Collected data:
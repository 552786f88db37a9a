// Copyright (c) 2025 Bazaryab Contributors
//
// Licensed under the MIT License
// See LICENSE file in the project root for full license information.

//! Adapter for torob.com, a price comparison engine for products. Query
//! keywords go through the `query` parameter instead of a path slug.

use std::collections::BTreeMap;
use std::sync::Arc;

use async_trait::async_trait;
use once_cell::sync::Lazy;
use scraper::{Html, Selector};
use serde_json::{json, Value};

use crate::domain::adapter::{AdapterError, SiteAdapter};
use crate::domain::models::RawItem;
use crate::sites::fetcher::HttpFetcher;
use crate::sites::parse;

const DEFAULT_BASE_URL: &str = "https://torob.com";
const EXTRACTION_CONFIDENCE: f64 = 0.9;

static CARD: Lazy<Selector> = Lazy::new(|| parse::selector("div.product-card"));
static TITLE_LINK: Lazy<Selector> = Lazy::new(|| parse::selector("h2.product-name a[href]"));
static PRICE: Lazy<Selector> = Lazy::new(|| parse::selector("div.product-price"));
static IMAGE: Lazy<Selector> = Lazy::new(|| parse::selector("img[src]"));

pub struct TorobAdapter {
    fetcher: Arc<HttpFetcher>,
    base_url: String,
}

impl TorobAdapter {
    pub fn new(fetcher: Arc<HttpFetcher>, base_url: Option<&str>) -> Self {
        Self {
            fetcher,
            base_url: base_url.unwrap_or(DEFAULT_BASE_URL).trim_end_matches('/').to_string(),
        }
    }
}

#[async_trait]
impl SiteAdapter for TorobAdapter {
    fn name(&self) -> &'static str {
        "torob"
    }

    fn build_search_url(&self, filters: &BTreeMap<String, Value>) -> Result<String, AdapterError> {
        let mut params: Vec<(&str, String)> = Vec::new();
        if let Some(product) = filters.get("product_name").and_then(|v| v.as_str()) {
            params.push(("query", product.to_string()));
        }
        if let Some(min) = filters.get("price_min").and_then(|v| v.as_f64()) {
            params.push(("price-min", format!("{}", (min * 1_000_000.0) as i64)));
        }
        if let Some(max) = filters.get("price_max").and_then(|v| v.as_f64()) {
            params.push(("price-max", format!("{}", (max * 1_000_000.0) as i64)));
        }

        let mut url = format!("{}/search/", self.base_url);
        if !params.is_empty() {
            let query = serde_urlencoded::to_string(&params)
                .map_err(|e| AdapterError::Fatal(format!("query encoding failed: {e}")))?;
            url.push('?');
            url.push_str(&query);
        }
        Ok(url)
    }

    async fn fetch(&self, url: &str) -> Result<String, AdapterError> {
        self.fetcher.fetch(url).await
    }

    fn extract_items(&self, content: &str) -> Result<Vec<RawItem>, AdapterError> {
        let document = Html::parse_document(content);
        let mut items = Vec::new();

        for card in document.select(&CARD) {
            let Some(link) = card.select(&TITLE_LINK).next() else {
                continue;
            };
            let title = parse::clean_text(&link.text().collect::<String>());
            let Some(href) = link.value().attr("href") else {
                continue;
            };
            if title.is_empty() {
                continue;
            }

            let price_text = parse::text_of(card, &PRICE);
            let thumbnail = parse::attr_of(card, &IMAGE, "src").map(|s| s.to_string());

            let mut properties = BTreeMap::new();
            properties.insert("product_type".to_string(), json!("general"));

            items.push(RawItem {
                item_id: parse::id_from_href(href),
                title,
                url: format!("{}{href}", self.base_url),
                price: price_text.as_deref().and_then(parse::parse_price_to_millions),
                price_text,
                description: None,
                location: None,
                city: None,
                district: None,
                images: thumbnail.iter().cloned().collect(),
                thumbnail,
                properties,
                confidence: Some(EXTRACTION_CONFIDENCE),
            });
        }

        Ok(items)
    }
}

§ **Your goal**: Every line of the records above where the string "None" is found should be copied.

§ **Your response**:
                description: None,
                location: None,
                city: None,
                district: None,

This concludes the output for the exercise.